Eleven years ago, Nnamdi Asomugha was in the same place he sat today. He was drafted out of Cal Berkeley in the first round of the 2003 draft and was able to simply hop in his car and drive over to Raiders headquarters. He said today, as his career officially comes to a close, he was "nostalgic" as he drove in the same way he did when his career officially began.
He came to the Raiders as a safety out of Cal and by his own words, what draft analysts like to call a "reach". So much so that Paul Tagliabue infamously butchered his name at the podium when he announced the pick. When Asomugha spoke of it, he got the chance to return the favor and stumbled in pronouncing the name of the former commissioner.
Nnamdi recalled it wasn't just the football world and the commissioner who were surprised by the pick. He too was taken aback when he got the call. It was then Raiders head coach Bill Callahan telling him they were about to take him with the next pick.
It was a bit of a dream come true for this kid who grew up in Los Angeles while the Raiders were there and attended Cal right up the road from the Raiders. The Silver & Black was the local NFL franchise is entire life. As he pointed out, he always was enamored by the Silver & Black and what it represented. He used Charles Woodson's return to the team as an example of that.
Woodson was at the podium with Asomugha along with Raider legends Lester Hayes and Willie Brown. He sat among them and it was clear how much they meant to him in his NFL career. He was coached by Willie Brown and Lester Hayes sent him a letter every Tuesday during the season to give him pointers.
It's hard to say how much Woodson meant to Asomugha's development considering he didn't bother with the young Nnamdi.
"Charles didn't even talk to me." Said Asomugha. To which Woodson responded "Gotta make some plays before I talk to him."
Asomugha was making a rare and difficult transition from safety to cornerback. Early on he said he fought the switch. He even started his first NFL game at safety. But that wasn't the plan for him.
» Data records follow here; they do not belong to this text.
//! Artwork sources and the download flow for a single shortcut.

use super::filter::ImageFilter;
use super::types::{ImageResult, SearchResult};
use crate::error::Result;
use crate::shortcut::Shortcut;
use crate::steam::ArtworkSlot;
use async_trait::async_trait;
use serde::{Deserialize, Serialize};
use std::collections::HashMap;
use std::fmt;
use std::path::{Path, PathBuf};
use tracing::{debug, info, warn};

/// Image categories offered by SteamGridDB.
#[derive(Debug, Clone, Copy, PartialEq, Eq, Hash, Serialize, Deserialize)]
#[serde(rename_all = "lowercase")]
pub enum ImageCategory {
    Grid,
    Hero,
    Logo,
    Icon,
}

impl ImageCategory {
    pub const ALL: [ImageCategory; 4] = [
        ImageCategory::Grid,
        ImageCategory::Hero,
        ImageCategory::Logo,
        ImageCategory::Icon,
    ];

    /// API path segment, as in `/grids/game/{id}`.
    pub fn endpoint(self) -> &'static str {
        match self {
            ImageCategory::Grid => "grids",
            ImageCategory::Hero => "heroes",
            ImageCategory::Logo => "logos",
            ImageCategory::Icon => "icons",
        }
    }

    /// Library slot a downloaded image of this category fills.
    pub fn slot(self) -> ArtworkSlot {
        match self {
            ImageCategory::Grid => ArtworkSlot::Portrait,
            ImageCategory::Hero => ArtworkSlot::Hero,
            ImageCategory::Logo => ArtworkSlot::Logo,
            ImageCategory::Icon => ArtworkSlot::Icon,
        }
    }
}

impl fmt::Display for ImageCategory {
    fn fmt(&self, f: &mut fmt::Formatter<'_>) -> fmt::Result {
        f.write_str(match self {
            ImageCategory::Grid => "grid",
            ImageCategory::Hero => "hero",
            ImageCategory::Logo => "logo",
            ImageCategory::Icon => "icon",
        })
    }
}

/// Somewhere artwork can be searched for and downloaded from.
#[async_trait]
pub trait ArtworkSource: Send + Sync {
    /// Games matching `term`, best match first.
    async fn search(&self, term: &str) -> Result<Vec<SearchResult>>;

    /// Images of one category for a game, after applying `filters`.
    async fn fetch_category_images(
        &self,
        game_id: u64,
        category: ImageCategory,
        filters: &[ImageFilter],
    ) -> Result<Vec<ImageResult>>;

    /// Download `url` to `destination`, replacing any existing file.
    async fn fetch(&self, url: &str, destination: &Path) -> Result<()>;

    /// Download `url` unless `destination` already exists.
    ///
    /// Returns whether a download happened.
    async fn cached_fetch(&self, url: &str, destination: &Path) -> Result<bool> {
        if destination.exists() {
            debug!("Skipping download, {} exists", destination.display());
            return Ok(false);
        }
        self.fetch(url, destination).await?;
        Ok(true)
    }
}

/// Download artwork for `shortcut` into `images_dir`.
///
/// The first search result for the shortcut's name is used. For each
/// category the candidates are tried in order until one downloads. The
/// returned map holds the file of every slot that now has artwork and can
/// be merged onto the shortcut with [`Shortcut::merge_images`].
pub async fn download_artwork(
    source: &dyn ArtworkSource,
    images_dir: &Path,
    shortcut: &Shortcut,
    categories: &[ImageCategory],
) -> Result<HashMap<ArtworkSlot, PathBuf>> {
    let mut downloaded = HashMap::new();

    let results = source.search(&shortcut.app_name).await?;
    let Some(game) = results.first() else {
        info!("No SteamGridDB results for {:?}", shortcut.app_name);
        return Ok(downloaded);
    };
    debug!("Using SteamGridDB game {} ({})", game.id, game.name);

    for &category in categories {
        let images = source.fetch_category_images(game.id, category, &[]).await?;
        let slot = category.slot();

        for image in &images {
            let file_name = format!("{}{}", slot.file_stem(shortcut.app_id), extension_of(&image.url));
            let destination = images_dir.join(file_name);

            match source.cached_fetch(&image.url, &destination).await {
                Ok(_) => {
                    info!("Saved {} artwork to {}", category, destination.display());
                    downloaded.insert(slot, destination);
                    break;
                }
                Err(e) => warn!("Failed to download {}: {}", image.url, e),
            }
        }

        if !downloaded.contains_key(&slot) {
            debug!("No {} artwork downloaded for {:?}", category, shortcut.app_name);
        }
    }

    Ok(downloaded)
}

/// File extension of the URL's path, including the dot, or "" if none.
fn extension_of(url: &str) -> String {
    let path = match url::Url::parse(url) {
        Ok(parsed) => parsed.path().to_string(),
        Err(_) => url.to_string(),
    };
    Path::new(&path)
        .extension()
        .and_then(|ext| ext.to_str())
        .map(|ext| format!(".{}", ext))
        .unwrap_or_default()
}
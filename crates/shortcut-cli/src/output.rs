//! Output formatting shared by every command.
//!
//! Results go to stdout; logs go to stderr so `--output json` stays parseable.

use clap::ValueEnum;
use serde::Serialize;

#[derive(Debug, Clone, Copy, PartialEq, Eq, ValueEnum)]
pub enum OutputFormat {
    /// Human-readable text
    Term,
    /// Pretty-printed JSON
    Json,
}

/// Print `value` as indented JSON.
pub fn print_json<T: Serialize + ?Sized>(value: &T) -> anyhow::Result<()> {
    println!("{}", serde_json::to_string_pretty(value)?);
    Ok(())
}

/// Render a fatal error the way the selected format expects.
pub fn render_error(format: OutputFormat, err: &anyhow::Error) -> String {
    let message = format!("{:#}", err);
    match format {
        OutputFormat::Term => format!("Error: {}", message),
        OutputFormat::Json => serde_json::json!({ "errors": message }).to_string(),
    }
}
He recalls the moment he stopped fighting it. It was a conversation he had with Al Davis who asked him what position he feels best playing. He said safety. Davis then asked him what position he sees his best chance at a future in the NFL. Nnamdi again said safety, not getting the idea that Al was not really asking, he was telling.
Then Al proceeded to explain to the young defensive back just why he was a cornerback and what he saw in him. Then he asked him a third time what position he saw himself playing. Nnamdi responded "Cornerback." That was what sealed it.
After a couple seasons struggling to make the transition, he finally caught on and began shutting down his side of the field. His first full season as the starter came in 2005. In 2006 his reign as one of the best shutdown corners in the NFL began. During that season he had a game he called his "Championship moment". It was a game in which he had a pick six to help the Raiders beat the reigning Super Bowl Champion Pittsburgh Steelers.
Keep in mind, the Raiders were in the midst of one of the worst stretches of futility in NFL history during his eight years with the team. So, beating a championship team in a defensive battle in which he had a pick six is about as close as anyone on those teams was going to come to a championship.
In Nnamdi's final three seasons with the team, he was a Pro Bowler each season and a two-time All Pro. Then his contract came up and he waited with no contract offer from the Raiders. Eventually he signed with the Eagles and his career immediately started to go downhill. He spent two years of a three-year, $25 million deal before he was cut by the Eagles. He then signed a one-year, non-guaranteed contract with the 49ers this season and was cut midseason.
Nnamdi said he received some offers from NFL teams but none of them appealed to him. He was luke warm on the idea of switching to safety and ultimately he said he just didn't want to do it anymore. And that's when it was "time to take a seat."
As far as regrets, he said his biggest one was never getting a chance to fully thank Al Davis for what he did for him. He also regrets not saying goodbye to the Raiders fans and thanking them for their support. He got that chance today.
He sat at the podium in Alameda, surrounded by the same support system he had when he became and NFL player, speaking to the Raiders organization and the Raiders fans just as he had back then. And he said thanks and goodbye.
What he does now, he said he doesn't yet know. He will continue his many charities and community outreach efforts in Oakland and elsewhere. Other than that, what he will do and how it turns out is as blank as the day he got the phone call from the Raiders.
Whether you think Nnamdi Asomugha was a great player or not is not the point. He was a great Raider. Mark Davis and the Raiders recognize this and gave him the proper sendoff. Not every organization would go out of their way to gather legendary players and hold a ceremony like this. It speaks to the tradition of loyalty in this organization and the respect they have for a great player and a great man such as Nnamdi Asomugha.